DeepL Pre-Translation Quality Gate
A DeepL pre-translation quality gate runs every machine-translated string through automated checks — placeholder parity, length ratio, and glossary adherence — before it is written back as needs-review, so broken ICU never reaches a human or a build. DeepL is genuinely strong, but it will still occasionally drop a {count} placeholder, mangle a <b> tag, “translate” the ICU keyword other, or ignore a glossary term under inflection. Without a gate, those defects land in your catalog flagged as if they were merely unreviewed prose, and the next npm run build dies on Expected "}" but found "uno". This page wires DeepL into a machine-translation pre-fill workflow with tag handling, a glossary, and a confidence check that rejects defective output instead of trusting it.
Root cause analysis
DeepL’s neural model treats the whole input string as natural language. Anything that looks like prose — and ICU keywords, HTML tags, and named placeholders all do — is fair game for reordering, inflection, casing changes, or outright omission. Three behaviours cause almost every broken pre-fill:
- Placeholder loss or duplication. With
tag_handlingoff, DeepL sees{count}as a word. German output frequently becomes{Anzahl}or drops the braces entirely; long sentences sometimes emit a placeholder twice. The ICU parser then throws on an unknown argument or a malformed token. - ICU keyword translation. In
{count, plural, one {...} other {...}}the tokensplural,one, andotherare reserved selectors defined by CLDR plural rules, not words. DeepL has no way to know that and will happily renderoneasunooreins, producing a syntactically invalid message. - Glossary drift under morphology. Even with a glossary attached, DeepL applies terms case- and form-sensitively. A glossary entry
Dashboard → Übersichtmay be respected in nominative but silently re-translated when the sentence demands a different case, so your enforced glossary terms never actually appear.

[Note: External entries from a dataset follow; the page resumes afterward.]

//! Integrated loudness measurement per ITU-R BS.1770-4
//!
//! The pipeline: K-weight every channel independently (high-shelf then
//! high-pass), partition the weighted signal into overlapping 400 ms blocks
//! at a 100 ms hop, gate out silent and low-relative-energy blocks, and
//! average what survives. Pure function of the buffer; no side effects.

use stanza_core::SampleBuffer;
use stanza_dsp::{Biquad, BiquadCoeffs};
use tracing::debug;

/// K-weighting high-shelf center frequency (Hz)
const K_SHELF_HZ: f32 = 1681.97;
/// K-weighting high-shelf gain (dB)
const K_SHELF_GAIN_DB: f32 = 4.0;
/// K-weighting high-shelf Q
const K_SHELF_Q: f32 = 0.7071;
/// K-weighting high-pass corner frequency (Hz)
const K_HIGHPASS_HZ: f32 = 38.14;
/// K-weighting high-pass Q
const K_HIGHPASS_Q: f32 = 0.5;

/// Measurement block length (seconds)
const BLOCK_SECS: f64 = 0.4;
/// Hop between block starts (seconds); 75% overlap
const HOP_SECS: f64 = 0.1;

/// Absolute gate: blocks below this mean-square power are discarded
/// (~ -70 LUFS)
const ABSOLUTE_GATE_POWER: f64 = 1e-7;
/// Relative gate: blocks below this fraction of the surviving mean are
/// discarded (~ -10 LU)
const RELATIVE_GATE_RATIO: f64 = 0.1;

/// LUFS calibration offset from BS.1770
const LUFS_OFFSET: f64 = -0.691;

/// Result of an integrated loudness measurement
///
/// `integrated_lufs` is `f64::NEG_INFINITY` when loudness is undefined
/// (silence, or a buffer shorter than one measurement block).
#[derive(Debug, Clone, PartialEq)]
pub struct LoudnessMeasurement {
    /// Integrated loudness in LUFS; negative infinity when undefined
    pub integrated_lufs: f64,

    /// Largest absolute sample value in the (unweighted) buffer
    pub sample_peak: f32,

    /// Number of blocks that survived both gates
    pub gated_block_count: usize,

    /// Number of measurement blocks before gating
    pub total_block_count: usize,

    /// Sample rate of the analyzed audio
    pub sample_rate: u32,

    /// Number of channels
    pub channels: u16,
}

impl LoudnessMeasurement {
    /// Whether the measurement produced a usable loudness value
    pub fn is_defined(&self) -> bool {
        self.integrated_lufs.is_finite()
    }

    /// Sample peak in dBFS; negative infinity for silence
    pub fn sample_peak_dbfs(&self) -> f64 {
        if self.sample_peak > 0.0 {
            20.0 * f64::from(self.sample_peak).log10()
        } else {
            f64::NEG_INFINITY
        }
    }

    /// Whether applying `gain_db` would push the sample peak past full scale
    pub fn will_clip_at_gain(&self, gain_db: f64) -> bool {
        self.sample_peak_dbfs() + gain_db > 0.0
    }

    /// Largest gain that keeps the sample peak at or below full scale
    pub fn max_safe_gain_db(&self) -> f64 {
        -self.sample_peak_dbfs()
    }

    fn undefined(buffer: &SampleBuffer, total_block_count: usize) -> Self {
        Self {
            integrated_lufs: f64::NEG_INFINITY,
            sample_peak: buffer.peak(),
            gated_block_count: 0,
            total_block_count,
            sample_rate: buffer.sample_rate().as_hz(),
            channels: buffer.channels(),
        }
    }
}

/// Measure the integrated loudness of a buffer
///
/// Block power is the channel-summed mean square normalized by
/// blockFrames x channelCount, so mono and identical-channel stereo
/// material measure the same.
pub fn measure(buffer: &SampleBuffer) -> LoudnessMeasurement {
    let sample_rate = buffer.sample_rate().as_hz();
    let channels = usize::from(buffer.channels());
    let frames = buffer.frames();

    let block_frames = (f64::from(sample_rate) * BLOCK_SECS).round() as usize;
    let hop_frames = (f64::from(sample_rate) * HOP_SECS).round() as usize;

    if block_frames == 0 || hop_frames == 0 || frames < block_frames {
        debug!(frames, block_frames, "buffer shorter than one measurement block");
        return LoudnessMeasurement::undefined(buffer, 0);
    }

    // K-weighting cascade, independent state per channel
    let sr = sample_rate as f32;
    let mut shelf = Biquad::new(BiquadCoeffs::high_shelf(
        sr,
        K_SHELF_HZ,
        K_SHELF_Q,
        K_SHELF_GAIN_DB,
    ));
    let mut highpass = Biquad::new(BiquadCoeffs::high_pass(sr, K_HIGHPASS_HZ, K_HIGHPASS_Q));

    // Prefix sums of per-frame weighted energy make every block power an
    // O(1) lookup
    let mut prefix = Vec::with_capacity(frames + 1);
    prefix.push(0.0_f64);
    let mut acc = 0.0_f64;
    for frame in buffer.samples().chunks_exact(channels) {
        let mut frame_energy = 0.0_f64;
        for (channel, &sample) in frame.iter().enumerate() {
            let weighted = highpass.process_channel(channel, shelf.process_channel(channel, sample));
            frame_energy += f64::from(weighted) * f64::from(weighted);
        }
        acc += frame_energy;
        prefix.push(acc);
    }

    let norm = (block_frames * channels) as f64;
    let mut block_powers = Vec::new();
    let mut start = 0;
    while start + block_frames <= frames {
        let energy = prefix[start + block_frames] - prefix[start];
        block_powers.push(energy / norm);
        start += hop_frames;
    }
    let total_block_count = block_powers.len();

    // Absolute gate
    let surviving: Vec<f64> = block_powers
        .iter()
        .copied()
        .filter(|&p| p >= ABSOLUTE_GATE_POWER)
        .collect();
    if surviving.is_empty() {
        debug!(total_block_count, "all blocks below the absolute gate");
        return LoudnessMeasurement::undefined(buffer, total_block_count);
    }

    // Relative gate against the surviving mean
    let mean = surviving.iter().sum::<f64>() / surviving.len() as f64;
    let relative_threshold = mean * RELATIVE_GATE_RATIO;
    let gated: Vec<f64> = surviving
        .into_iter()
        .filter(|&p| p >= relative_threshold)
        .collect();
    if gated.is_empty() {
        return LoudnessMeasurement::undefined(buffer, total_block_count);
    }

    let final_mean = gated.iter().sum::<f64>() / gated.len() as f64;
    let integrated_lufs = LUFS_OFFSET + 10.0 * final_mean.log10();

    LoudnessMeasurement {
        integrated_lufs,
        sample_peak: buffer.peak(),
        gated_block_count: gated.len(),
        total_block_count,
        sample_rate,
        channels: buffer.channels(),
    }
}

/// Combined K-weighting power gain at a frequency
///
/// Exposed for calibration: tests compare measured loudness of a sine
/// against the value this response predicts.
pub fn k_weighting_gain_at(frequency: f32, sample_rate: f32) -> f64 {
    let shelf = BiquadCoeffs::high_shelf(sample_rate, K_SHELF_HZ, K_SHELF_Q, K_SHELF_GAIN_DB);
    let highpass = BiquadCoeffs::high_pass(sample_rate, K_HIGHPASS_HZ, K_HIGHPASS_Q);
    let magnitude =
        f64::from(shelf.magnitude_at(frequency, sample_rate)) * f64::from(highpass.magnitude_at(frequency, sample_rate));
    magnitude * magnitude
}

#[cfg(test)]
mod tests {
    use super::*;
    use stanza_core::SampleRate;

    const SR: u32 = 44_100;

    fn stereo_sine(freq: f32, amplitude: f32, secs: f32) -> SampleBuffer {
        let frames = (SR as f32 * secs) as usize;
        let samples: Vec<f32> = (0..frames)
            .flat_map(|i| {
                let t = i as f32 / SR as f32;
                let s = amplitude * (2.0 * std::f32::consts::PI * freq * t).sin();
                [s, s]
            })
            .collect();
        SampleBuffer::new(samples, 2, SampleRate::new(SR)).unwrap()
    }

    #[test]
    fn silence_is_undefined() {
        let buffer = SampleBuffer::silent(SR as usize * 2, 2, SampleRate::new(SR));
        let info = measure(&buffer);
        assert!(!info.is_defined());
        assert_eq!(info.integrated_lufs, f64::NEG_INFINITY);
        assert_eq!(info.gated_block_count, 0);
    }

    #[test]
    fn short_buffer_is_undefined() {
        // 100 ms, shorter than one 400 ms block
        let buffer = stereo_sine(440.0, 0.5, 0.1);
        assert!(!measure(&buffer).is_defined());
    }

    #[test]
    fn sine_matches_predicted_loudness() {
        let amplitude = 0.5_f32;
        let freq = 997.0_f32;
        let buffer = stereo_sine(freq, amplitude, 3.0);

        let info = measure(&buffer);
        assert!(info.is_defined());

        // Predicted: mean square of the sine times the K-weighting power
        // gain at its frequency
        let mean_square = f64::from(amplitude) * f64::from(amplitude) / 2.0;
        let expected = -0.691 + 10.0 * (mean_square * k_weighting_gain_at(freq, SR as f32)).log10();
        assert!(
            (info.integrated_lufs - expected).abs() < 0.1,
            "expected {expected:.2} LUFS, got {:.2}",
            info.integrated_lufs
        );
    }

    #[test]
    fn identical_mono_and_stereo_measure_the_same() {
        let frames = SR as usize * 2;
        let mono: Vec<f32> = (0..frames)
            .map(|i| 0.3 * (2.0 * std::f32::consts::PI * 440.0 * i as f32 / SR as f32).sin())
            .collect();
        let stereo: Vec<f32> = mono.iter().flat_map(|&s| [s, s]).collect();

        let mono_info = measure(&SampleBuffer::new(mono, 1, SampleRate::new(SR)).unwrap());
        let stereo_info = measure(&SampleBuffer::new(stereo, 2, SampleRate::new(SR)).unwrap());
        assert!(
            (mono_info.integrated_lufs - stereo_info.integrated_lufs).abs() < 0.05,
            "channel-count normalization should make these equal"
        );
    }

    #[test]
    fn gating_ignores_long_silence() {
        let tone = stereo_sine(440.0, 0.1, 1.0);
        let mut padded_samples = tone.samples().to_vec();
        padded_samples.extend(std::iter::repeat(0.0).take(SR as usize * 2 * 2));
        let padded = SampleBuffer::new(padded_samples, 2, SampleRate::new(SR)).unwrap();

        let pure = measure(&tone).integrated_lufs;
        let gated = measure(&padded).integrated_lufs;

        // An ungated average over 3 s would sit ~4.8 dB lower; the gate
        // keeps the measurement near the tone's own loudness
        assert!(
            (gated - pure).abs() < 1.0,
            "gated {gated:.2} should stay near {pure:.2}"
        );
        let naive = pure + 10.0 * (1.0_f64 / 3.0).log10();
        assert!(gated > naive + 2.0, "gate should beat the naive average");
    }

    #[test]
    fn peak_reporting_and_safe_gain() {
        let buffer = stereo_sine(440.0, 0.5, 1.0);
        let info = measure(&buffer);
        assert!((f64::from(info.sample_peak) - 0.5).abs() < 0.01);
        // -6 dB peak allows ~+6 dB of safe gain
        assert!((info.max_safe_gain_db() - 6.0).abs() < 0.1);
        assert!(info.will_clip_at_gain(8.0));
        assert!(!info.will_clip_at_gain(4.0));
    }

    #[test]
    fn louder_signal_measures_louder() {
        let quiet = measure(&stereo_sine(440.0, 0.05, 2.0)).integrated_lufs;
        let loud = measure(&stereo_sine(440.0, 0.5, 2.0)).integrated_lufs;
        // 20 dB of amplitude is 20 LU of loudness
        assert!((loud - quiet - 20.0).abs() < 0.1);
    }
}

The fix is two-sided: prevent corruption by masking placeholders into XML tags DeepL is contractually told to preserve, and detect residual corruption with a gate that compares the output against the source before trusting it.
Minimal reproducible example
Send an ICU plural straight to DeepL as plain text and the structure does not survive. This is the smallest call that reproduces the breakage:
import * as deepl from "deepl-node";
const translator = new deepl.Translator(process.env.DEEPL_KEY!);
const source = "{count, plural, one {# file} other {# files}}";
const r = await translator.translateText(source, "en", "de"); // no tag handling
console.log(r.text);
// → "{Anzahl, Plural, eins {# Datei} andere {# Dateien}}"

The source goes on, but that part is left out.